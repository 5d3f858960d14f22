use axum::{
    http::StatusCode,
    response::{IntoResponse, Response},
    Json,
};
use serde::Serialize;
use thiserror::Error;

use crate::infra::rpc::RpcError;

/// Every error kind the coordinator can surface, mapped to its HTTP status in `IntoResponse`.
#[derive(Error, Debug)]
pub enum AppError {
    #[error("validation error: {0}")]
    Validation(String),
    #[error("not found: {0}")]
    NotFound(String),
    #[error("unauthorized: {0}")]
    Unauthorized(String),
    #[error("invalid transition: {0}")]
    InvalidTransition(String),
    #[error("no funded utxo for order")]
    NoFundedUtxo,
    #[error("insufficient funds: {0}")]
    InsufficientFunds(String),
    #[error("outputs mismatch")]
    OutputsMismatch,
    #[error("rbf disabled on input, sequence not replaceable")]
    RbfDisabled,
    #[error("missing input value")]
    MissingInputValue,
    #[error("fee mismatch: decoded {decoded}, computed {computed}")]
    FeeMismatch { decoded: i64, computed: i64 },
    #[error("negative fee: {0}")]
    NegativeFee(i64),
    #[error("outputs+fee exceeds funded total")]
    ExceedsFunding,
    #[error("not enough signatures: {0}")]
    NotEnoughSignatures(String),
    #[error("unexpected change output")]
    UnexpectedChange,
    #[error("upstream error: {0}")]
    UpstreamError(String),
    #[error("upstream unavailable: {0}")]
    UpstreamUnavailable(String),
    #[error("rate limited")]
    RateLimited,
    #[error("service unavailable: {0}")]
    Unavailable(String),
}

impl From<RpcError> for AppError {
    fn from(err: RpcError) -> Self {
        match err {
            RpcError::Unavailable(msg) => AppError::UpstreamUnavailable(msg),
            RpcError::Remote(msg) => AppError::UpstreamError(msg),
        }
    }
}

impl From<sqlx::Error> for AppError {
    fn from(err: sqlx::Error) -> Self {
        AppError::Unavailable(format!("database error: {err}"))
    }
}

#[derive(Serialize)]
struct ErrorBody {
    error: &'static str,
    message: String,
}

impl AppError {
    fn kind(&self) -> &'static str {
        match self {
            AppError::Validation(_) => "ValidationError",
            AppError::NotFound(_) => "NotFound",
            AppError::Unauthorized(_) => "Unauthorized",
            AppError::InvalidTransition(_) => "InvalidTransition",
            AppError::NoFundedUtxo => "NoFundedUtxo",
            AppError::InsufficientFunds(_) => "InsufficientFunds",
            AppError::OutputsMismatch => "OutputsMismatch",
            AppError::RbfDisabled => "RBFDisabled",
            AppError::MissingInputValue => "MissingInputValue",
            AppError::FeeMismatch { .. } => "FeeMismatch",
            AppError::NegativeFee(_) => "NegativeFee",
            AppError::ExceedsFunding => "ExceedsFunding",
            AppError::NotEnoughSignatures(_) => "NotEnoughSignatures",
            AppError::UnexpectedChange => "UnexpectedChange",
            AppError::UpstreamError(_) => "UpstreamError",
            AppError::UpstreamUnavailable(_) => "UpstreamUnavailable",
            AppError::RateLimited => "RateLimited",
            AppError::Unavailable(_) => "Unavailable",
        }
    }

    fn status(&self) -> StatusCode {
        match self {
            AppError::Validation(_)
            | AppError::InvalidTransition(_)
            | AppError::NoFundedUtxo
            | AppError::InsufficientFunds(_)
            | AppError::OutputsMismatch
            | AppError::RbfDisabled
            | AppError::MissingInputValue
            | AppError::FeeMismatch { .. }
            | AppError::NegativeFee(_)
            | AppError::ExceedsFunding
            | AppError::NotEnoughSignatures(_)
            | AppError::UnexpectedChange => StatusCode::BAD_REQUEST,
            AppError::Unauthorized(_) => StatusCode::UNAUTHORIZED,
            AppError::NotFound(_) => StatusCode::NOT_FOUND,
            AppError::RateLimited => StatusCode::TOO_MANY_REQUESTS,
            AppError::UpstreamError(_) => StatusCode::INTERNAL_SERVER_ERROR,
            AppError::UpstreamUnavailable(_) => StatusCode::BAD_GATEWAY,
            AppError::Unavailable(_) => StatusCode::SERVICE_UNAVAILABLE,
        }
    }
}

impl IntoResponse for AppError {
    fn into_response(self) -> Response {
        let status = self.status();
        let body = ErrorBody {
            error: self.kind(),
            message: self.to_string(),
        };
        (status, Json(body)).into_response()
    }
}
use std::str::FromStr;

use serde::{Deserialize, Serialize};

use crate::errors::AppError;

/// Closed enumeration of order states; the SQL `state` column stores its `Display` form.
///
/// Diverges from the teacher's typestate-per-struct pattern on purpose: transitions here are
/// driven by runtime API input (not known at compile time), so a table over a plain enum fits.
#[derive(Debug, Clone, Copy, PartialEq, Eq, Serialize, Deserialize)]
#[serde(rename_all = "snake_case")]
pub enum OrderState {
    AwaitingDeposit,
    EscrowFunded,
    Signing,
    RbfSigning,
    Completed,
    Refunded,
    Dispute,
}

impl OrderState {
    pub fn is_terminal(&self) -> bool {
        matches!(
            self,
            OrderState::Completed | OrderState::Refunded | OrderState::Dispute
        )
    }
}

impl std::fmt::Display for OrderState {
    fn fmt(&self, f: &mut std::fmt::Formatter<'_>) -> std::fmt::Result {
        let s = match self {
            OrderState::AwaitingDeposit => "awaiting_deposit",
            OrderState::EscrowFunded => "escrow_funded",
            OrderState::Signing => "signing",
            OrderState::RbfSigning => "rbf_signing",
            OrderState::Completed => "completed",
            OrderState::Refunded => "refunded",
            OrderState::Dispute => "dispute",
        };
        write!(f, "{s}")
    }
}

impl FromStr for OrderState {
    type Err = AppError;

    fn from_str(s: &str) -> Result<Self, Self::Err> {
        match s {
            "awaiting_deposit" => Ok(OrderState::AwaitingDeposit),
            "escrow_funded" => Ok(OrderState::EscrowFunded),
            "signing" => Ok(OrderState::Signing),
            "rbf_signing" => Ok(OrderState::RbfSigning),
            "completed" => Ok(OrderState::Completed),
            "refunded" => Ok(OrderState::Refunded),
            "dispute" => Ok(OrderState::Dispute),
            other => Err(AppError::Validation(format!("unknown order state: {other}"))),
        }
    }
}

/// The transition table from SPEC_FULL.md §4.3. `rbf_signing`'s "previous state" exit is not
/// representable as a fixed `(from, to)` pair here; `clear_rbf` in the store restores it directly
/// rather than going through `allowed`.
pub fn allowed(from: OrderState, to: OrderState) -> bool {
    use OrderState::*;
    if from == to {
        return true;
    }
    matches!(
        (from, to),
        (AwaitingDeposit, EscrowFunded)
            | (EscrowFunded, Signing)
            | (EscrowFunded, Dispute)
            | (Signing, Completed)
            | (Signing, Refunded)
            | (Signing, Dispute)
    )
}

/// Entering `escrow_funded` or `signing` stamps a fresh signing deadline; every other transition
/// clears it.
pub fn deadline_applies(to: OrderState) -> bool {
    matches!(to, OrderState::EscrowFunded | OrderState::Signing)
}

#[cfg(test)]
mod tests {
    use super::*;
    use OrderState::*;

    #[test]
    fn happy_path_transitions_allowed() {
        assert!(allowed(AwaitingDeposit, EscrowFunded));
        assert!(allowed(EscrowFunded, Signing));
        assert!(allowed(Signing, Completed));
        assert!(allowed(Signing, Refunded));
    }

    #[test]
    fn dispute_reachable_from_escrow_funded_and_signing() {
        assert!(allowed(EscrowFunded, Dispute));
        assert!(allowed(Signing, Dispute));
    }

    #[test]
    fn same_state_is_allowed_as_a_refresh() {
        assert!(allowed(Signing, Signing));
    }

    #[test]
    fn terminal_states_admit_no_outgoing_transitions() {
        for terminal in [Completed, Refunded, Dispute] {
            for other in [AwaitingDeposit, EscrowFunded, Signing, RbfSigning] {
                assert!(!allowed(terminal, other));
            }
        }
    }

    #[test]
    fn backwards_transitions_are_rejected() {
        assert!(!allowed(EscrowFunded, AwaitingDeposit));
        assert!(!allowed(Signing, EscrowFunded));
        assert!(!allowed(Completed, Signing));
    }

    #[test]
    fn display_and_parse_roundtrip() {
        for state in [
            AwaitingDeposit,
            EscrowFunded,
            Signing,
            RbfSigning,
            Completed,
            Refunded,
            Dispute,
        ] {
            let parsed: OrderState = state.to_string().parse().unwrap();
            assert_eq!(parsed, state);
        }
    }

    #[test]
    fn deadline_applies_only_to_funded_and_signing() {
        assert!(deadline_applies(EscrowFunded));
        assert!(deadline_applies(Signing));
        assert!(!deadline_applies(Completed));
        assert!(!deadline_applies(AwaitingDeposit));
    }
}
-- -- --
# [Task instructions]
Take every line above that includes the string "InsufficientFunds" and return it.

# [Problem solution]
    InsufficientFunds(String),
            AppError::InsufficientFunds(_) => "InsufficientFunds",
            | AppError::InsufficientFunds(_)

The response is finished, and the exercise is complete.